TASK OBJECTIVE.
Check each line of the listing below for "Value" and state how many lines contain it, with no other words.

SUPPLIED MATERIAL.
'''
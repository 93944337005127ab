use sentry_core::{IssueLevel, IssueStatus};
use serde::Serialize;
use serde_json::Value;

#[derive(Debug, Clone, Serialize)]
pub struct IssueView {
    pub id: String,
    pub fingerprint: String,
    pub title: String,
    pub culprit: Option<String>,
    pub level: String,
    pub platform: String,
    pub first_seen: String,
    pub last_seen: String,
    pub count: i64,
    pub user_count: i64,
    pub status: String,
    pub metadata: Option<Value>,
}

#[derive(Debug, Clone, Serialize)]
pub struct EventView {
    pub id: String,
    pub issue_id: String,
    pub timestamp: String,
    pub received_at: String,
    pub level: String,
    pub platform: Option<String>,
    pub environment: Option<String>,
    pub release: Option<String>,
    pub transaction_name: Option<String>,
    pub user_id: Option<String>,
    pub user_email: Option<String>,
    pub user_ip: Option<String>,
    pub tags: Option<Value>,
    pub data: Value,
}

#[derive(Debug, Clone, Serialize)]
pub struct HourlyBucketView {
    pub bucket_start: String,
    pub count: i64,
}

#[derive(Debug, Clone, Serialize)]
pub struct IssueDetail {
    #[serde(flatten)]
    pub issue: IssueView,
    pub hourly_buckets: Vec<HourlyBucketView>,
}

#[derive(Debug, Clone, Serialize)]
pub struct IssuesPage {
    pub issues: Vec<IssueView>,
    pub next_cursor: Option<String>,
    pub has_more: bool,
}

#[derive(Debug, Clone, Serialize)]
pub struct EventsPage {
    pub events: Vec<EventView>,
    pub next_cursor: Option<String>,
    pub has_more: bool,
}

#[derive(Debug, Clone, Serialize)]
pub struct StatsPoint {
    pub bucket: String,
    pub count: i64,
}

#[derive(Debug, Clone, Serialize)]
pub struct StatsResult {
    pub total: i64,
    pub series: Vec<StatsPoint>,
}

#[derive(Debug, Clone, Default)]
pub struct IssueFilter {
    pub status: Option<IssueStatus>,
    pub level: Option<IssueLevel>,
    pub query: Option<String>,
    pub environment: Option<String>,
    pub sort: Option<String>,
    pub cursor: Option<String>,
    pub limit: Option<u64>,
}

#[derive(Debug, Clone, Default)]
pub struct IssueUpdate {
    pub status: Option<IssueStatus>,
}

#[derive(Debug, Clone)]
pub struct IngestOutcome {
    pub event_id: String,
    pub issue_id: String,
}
'''
ANSWER SECTION.
4